"Pour libation for your father and mother who rest in the valley of the departed. God will witness your action and accept it. Do not forget this even when you are away from home. For as you do for your parents, your children will do likewise for you." ~~ Egyptian Book of Coming Forth by Day

Saturday, August 22, 2015

A crack in the brick wall

The Social Security Applications and Claims index on ancestry.com led me down a different path with this record for my grand-uncle Thomas Stinnett:

Name:Tom Lee Stinnett
SSN:500091178
Gender:Male
Race:Black
Birth Date:27 May 1874
Birth Place:Yellville MA, Arkansas
Father Name:Ben Stinnett
Mother Name:Nan Jefferson
Type of Claim:Original SSN.
Notes:Jun 1937: Name listed as TOM LEE STINNETT

This is the first place I have a record for Tom that includes his mother's name (death certificate records Ben Stinnett as his father). It is also the first place I have seen any reference to the Jefferson surname; or a middle name for Tom. So of course I had to start looking for Nan/Nancy Jefferson in Marion County, Arkansas.

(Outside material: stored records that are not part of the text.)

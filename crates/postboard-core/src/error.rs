//! Domain-level error types.

use serde::{Deserialize, Serialize};
use thiserror::Error;

use crate::ports::{AuthError, StorageError};

/// A single field-level validation message.
#[derive(Debug, Clone, PartialEq, Eq, Serialize, Deserialize)]
pub struct FieldError {
    pub message: String,
}

impl FieldError {
    pub fn new(message: impl Into<String>) -> Self {
        Self {
            message: message.into(),
        }
    }
}

/// Domain errors - business logic failures.
#[derive(Debug, Error)]
pub enum DomainError {
    #[error("Invalid input")]
    Validation(Vec<FieldError>),

    #[error("{0}")]
    Unauthorized(String),

    #[error("Not authorized")]
    Forbidden,

    #[error("{entity_type} not found")]
    NotFound { entity_type: &'static str },

    #[error("{0}")]
    Duplicate(String),

    #[error("Internal error: {0}")]
    Internal(String),
}

pub type DomainResult<T> = Result<T, DomainError>;

impl DomainError {
    pub fn not_authenticated() -> Self {
        Self::Unauthorized("Not authenticated".to_string())
    }

    /// Status code callers see, if the failure was classified.
    ///
    /// `None` means the boundary reports a generic server error.
    pub fn status_code(&self) -> Option<u16> {
        match self {
            DomainError::Validation(_) => Some(422),
            DomainError::Unauthorized(_) => Some(401),
            DomainError::Forbidden => Some(403),
            DomainError::NotFound { .. } => Some(404),
            DomainError::Duplicate(_) | DomainError::Internal(_) => None,
        }
    }

    /// Field messages carried by a validation failure.
    pub fn field_errors(&self) -> &[FieldError] {
        match self {
            DomainError::Validation(errors) => errors,
            _ => &[],
        }
    }
}

/// Repository-level errors.
#[derive(Debug, Error)]
pub enum RepoError {
    #[error("Query execution failed: {0}")]
    Query(String),

    #[error("Entity not found")]
    NotFound,

    #[error("Constraint violation: {0}")]
    Constraint(String),
}

impl From<RepoError> for DomainError {
    fn from(err: RepoError) -> Self {
        DomainError::Internal(err.to_string())
    }
}

impl From<AuthError> for DomainError {
    fn from(err: AuthError) -> Self {
        DomainError::Internal(err.to_string())
    }
}

impl From<StorageError> for DomainError {
    fn from(err: StorageError) -> Self {
        DomainError::Internal(err.to_string())
    }
}

#[cfg(test)]
mod tests {
    use super::*;

    #[test]
    fn status_codes_follow_error_kind() {
        assert_eq!(DomainError::Validation(vec![]).status_code(), Some(422));
        assert_eq!(DomainError::not_authenticated().status_code(), Some(401));
        assert_eq!(DomainError::Forbidden.status_code(), Some(403));
        assert_eq!(
            DomainError::NotFound { entity_type: "Post" }.status_code(),
            Some(404)
        );
        assert_eq!(DomainError::Duplicate("x".into()).status_code(), None);
    }

    #[test]
    fn collaborator_failures_are_unclassified() {
        let err: DomainError = RepoError::Query("boom".into()).into();

        assert!(matches!(err, DomainError::Internal(_)));
        assert_eq!(err.status_code(), None);
    }

    #[test]
    fn validation_carries_field_messages() {
        let err = DomainError::Validation(vec![FieldError::new("Invalid Email")]);

        assert_eq!(err.to_string(), "Invalid input");
        assert_eq!(err.field_errors(), &[FieldError::new("Invalid Email")]);
    }
}
use sea_orm_migration::prelude::*;

#[derive(DeriveMigrationName)]
pub struct Migration;

#[async_trait::async_trait]
impl MigrationTrait for Migration {
    async fn up(&self, manager: &SchemaManager) -> Result<(), DbErr> {
        manager
            .create_table(
                Table::create()
                    .table(Users::Table)
                    .if_not_exists()
                    .col(ColumnDef::new(Users::Id).uuid().not_null().primary_key())
                    .col(ColumnDef::new(Users::Name).string().not_null())
                    .col(ColumnDef::new(Users::Email).string().not_null().unique_key())
                    .col(ColumnDef::new(Users::PasswordHash).string().not_null())
                    .col(
                        ColumnDef::new(Users::Status)
                            .string()
                            .not_null()
                            .default("I am new!"),
                    )
                    .col(
                        ColumnDef::new(Users::CreatedAt)
                            .timestamp_with_time_zone()
                            .not_null(),
                    )
                    .col(
                        ColumnDef::new(Users::UpdatedAt)
                            .timestamp_with_time_zone()
                            .not_null(),
                    )
                    .to_owned(),
            )
            .await
    }

    async fn down(&self, manager: &SchemaManager) -> Result<(), DbErr> {
        manager
            .drop_table(Table::drop().table(Users::Table).to_owned())
            .await
    }
}

#[derive(DeriveIden)]
pub(crate) enum Users {
    Table,
    Id,
    Name,
    Email,
    PasswordHash,
    Status,
    CreatedAt,
    UpdatedAt,
}
//! Domain entities - the core business objects.

mod user;

mod post;

pub use post::{Post, PostWithCreator};
pub use user::{DEFAULT_STATUS, User};
#[tokio::test]
async fn gated_operations_reject_anonymous_callers_before_persistence() {
    let h = Harness::new();
    let anon = AuthContext::anonymous();
    let id = Uuid::new_v4().to_string();

    let results = vec![
        h.resolvers
            .create_post(
                &anon,
                NewPostInput {
                    title: "A title".into(),
                    content: "Some content".into(),
                    image_url: "images/a.png".into(),
                },
            )
            .await
            .map(|_| ()),
        h.resolvers.posts(&anon, None).await.map(|_| ()),
        h.resolvers.post(&anon, &id).await.map(|_| ()),
        h.resolvers
            .update_post(&anon, &id, update("A title", None))
            .await
            .map(|_| ()),
        h.resolvers.delete_post(&anon, &id).await.map(|_| ()),
        h.resolvers.user(&anon).await.map(|_| ()),
        h.resolvers
            .update_status(&anon, "Busy".into())
            .await
            .map(|_| ()),
    ];

    for result in results {
        assert_eq!(result.unwrap_err().status_code(), Some(401));
    }
    assert_eq!(h.calls(), 0);
    assert!(h.cleared().is_empty());
}

#[tokio::test]
async fn create_post_validates_before_touching_the_store() {
    let h = Harness::new();
    let user = h.register("a@test.com").await;
    let before = h.calls();

    let err = h
        .resolvers
        .create_post(
            &AuthContext::authenticated(user.id),
            NewPostInput {
                title: "Hey".into(),
                content: "".into(),
                image_url: "images/a.png".into(),
            },
        )
        .await
        .unwrap_err();

    assert_eq!(err.status_code(), Some(422));
    let messages: Vec<_> = err.field_errors().iter().map(|e| e.message.as_str()).collect();
    assert_eq!(messages, vec!["Title is invalid", "Content is invalid"]);
    assert_eq!(h.calls(), before);
}

#[tokio::test]
async fn create_post_for_unknown_user_is_unauthorized() {
    let h = Harness::new();

    let err = h
        .resolvers
        .create_post(
            &AuthContext::authenticated(Uuid::new_v4()),
            NewPostInput {
                title: "A title".into(),
                content: "Some content".into(),
                image_url: "images/a.png".into(),
            },
        )
        .await
        .unwrap_err();

    assert_eq!(err.status_code(), Some(401));
    assert_eq!(err.to_string(), "Invalid User");
}

#[tokio::test]
async fn create_post_links_post_to_creator() {
    let h = Harness::new();
    let user = h.register("a@test.com").await;

    let created = h
        .resolvers
        .create_post(
            &AuthContext::authenticated(user.id),
            NewPostInput {
                title: "A title".into(),
                content: "Some content".into(),
                image_url: "images/a.png".into(),
            },
        )
        .await
        .unwrap();

    assert_eq!(created.post.creator_id, user.id);
    assert_eq!(created.creator.posts, vec![created.post.id]);
    let stored = h.users.find_by_id(user.id).await.unwrap().unwrap();
    assert_eq!(stored.posts, vec![created.post.id]);
}

#[tokio::test]
async fn post_lookup_returns_not_found_for_missing_post() {
    let h = Harness::new();
    let user = h.register("a@test.com").await;

    let err = h
        .resolvers
        .post(&AuthContext::authenticated(user.id), &Uuid::new_v4().to_string())
        .await
        .unwrap_err();

    assert_eq!(err.status_code(), Some(404));
}

#[tokio::test]
async fn update_by_non_owner_is_forbidden_and_changes_nothing() {
    let h = Harness::new();
    let owner = h.register("owner@test.com").await;
    let intruder = h.register("intruder@test.com").await;
    let post = h.create_post(&owner, "Original title").await;

    let err = h
        .resolvers
        .update_post(
            &AuthContext::authenticated(intruder.id),
            &post.id.to_string(),
            update("Hijacked title", Some("images/evil.png")),
        )
        .await
        .unwrap_err();

    assert_eq!(err.status_code(), Some(403));
    let stored = h.posts.find_by_id(post.id).await.unwrap().unwrap();
    assert_eq!(stored.title, "Original title");
    assert_eq!(stored.image_url, "images/original.png");
}

#[tokio::test]
async fn update_checks_ownership_before_validation() {
    let h = Harness::new();
    let owner = h.register("owner@test.com").await;
    let intruder = h.register("intruder@test.com").await;
    let post = h.create_post(&owner, "Original title").await;

    let err = h
        .resolvers
        .update_post(
            &AuthContext::authenticated(intruder.id),
            &post.id.to_string(),
            update("", None),
        )
        .await
        .unwrap_err();

    assert_eq!(err.status_code(), Some(403));
}

#[tokio::test]
async fn update_keeps_image_unless_one_is_supplied() {
    let h = Harness::new();
    let owner = h.register("owner@test.com").await;
    let ctx = AuthContext::authenticated(owner.id);
    let post = h.create_post(&owner, "Original title").await;

    let kept = h
        .resolvers
        .update_post(&ctx, &post.id.to_string(), update("Second title", None))
        .await
        .unwrap();
    assert_eq!(kept.post.title, "Second title");
    assert_eq!(kept.post.content, "Updated content");
    assert_eq!(kept.post.image_url, "images/original.png");

    let replaced = h
        .resolvers
        .update_post(
            &ctx,
            &post.id.to_string(),
            update("Third title", Some("images/new.png")),
        )
        .await
        .unwrap();
    assert_eq!(replaced.post.image_url, "images/new.png");
    assert_eq!(replaced.creator.id, owner.id);

    let stored = h.posts.find_by_id(post.id).await.unwrap().unwrap();
    assert_eq!(stored.title, "Third title");
    assert_eq!(stored.image_url, "images/new.png");
}

#[tokio::test]
async fn update_with_invalid_fields_is_rejected() {
    let h = Harness::new();
    let owner = h.register("owner@test.com").await;
    let post = h.create_post(&owner, "Original title").await;

    let err = h
        .resolvers
        .update_post(
            &AuthContext::authenticated(owner.id),
            &post.id.to_string(),
            update("Hi", None),
        )
        .await
        .unwrap_err();

    assert_eq!(err.status_code(), Some(422));
    let stored = h.posts.find_by_id(post.id).await.unwrap().unwrap();
    assert_eq!(stored.title, "Original title");
}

The 1870 U.S census for Union Township (post office - Yellville), Marion County yields this tidbit:


The Wickersham household - Alfred, Loucinda and Jefferson Wickersham - also lists a family of Jeffersons - Nancy, Shaly, William, Ann and George. Could Nancy, William and Ann be my Stinnetts? I've never heard of Shaly or George, though there are a couple of Georges later on down the John Stinnett family line.

The 1880 census got me excited:


Nancy Jefferson with William, Ann, Richard, Thomas, John[ey] and Marion - all names I recognize as my great-grandmother Ann and her brothers (all Mulatto). This is the first record I have seen with them all together; and the first time I have seen Marion in a census record (I have his marriage to Sadie Duncan). Is it too much to hope that these are my Stinnetts?

Incidentally, they are neighbors not only to Shulia Upton, the future wife of Bryant Coker Sr. of Springfield, Missouri, but also to Elizabeth Wood Stinnett, widow of David Stinnett, progenitor to the Stinnetts of northwest Arkansas. Their son Benjamin Stinnett lives with her. Could this be the Ben Stinnett named as father in Tom's records?

Some say Ben never married. Others say he married a Mary Duncan in Franklin County in 1857 though Mary does not appear with him in the 1860, 1870 or 1880 census records. He was in the Arkansas 2nd Mounted Rifles in the Civil War, was wounded in the Battle of Pea Ridge and had his left leg amputated. He lived with his mother until she died in 1896. I have not yet found a death record for him. The above link just says he died "some years later" after his mother.

I haven't found any of the Jeffersons as Jeffersons in any other records as yet. If these are my folks I need to figure out when they became Stinnetts.  I also need to determine whether Nancy Jefferson was ever the Nancy Lee Thursday listed as mother on John Stinnett's death certificate.

Where do I go from here?

UPDATE 23 Aug 2015
Nancy Jefferson (colored) testified in a hearing before the Southern Claims Commission in 1878 on behalf of claimant Thomas Jefferson who claimed the Union army had taken a mare and 200 pounds of bacon in February 1864. Nancy stated that she was 42 years old, had lived in Marion County for about 20 years and had been a slave of Jefferson's grandson Albert D. Jefferson. She was familiar with the horse but did not witness its removal from Jefferson's farm. She did, however, see the soldiers take the bacon.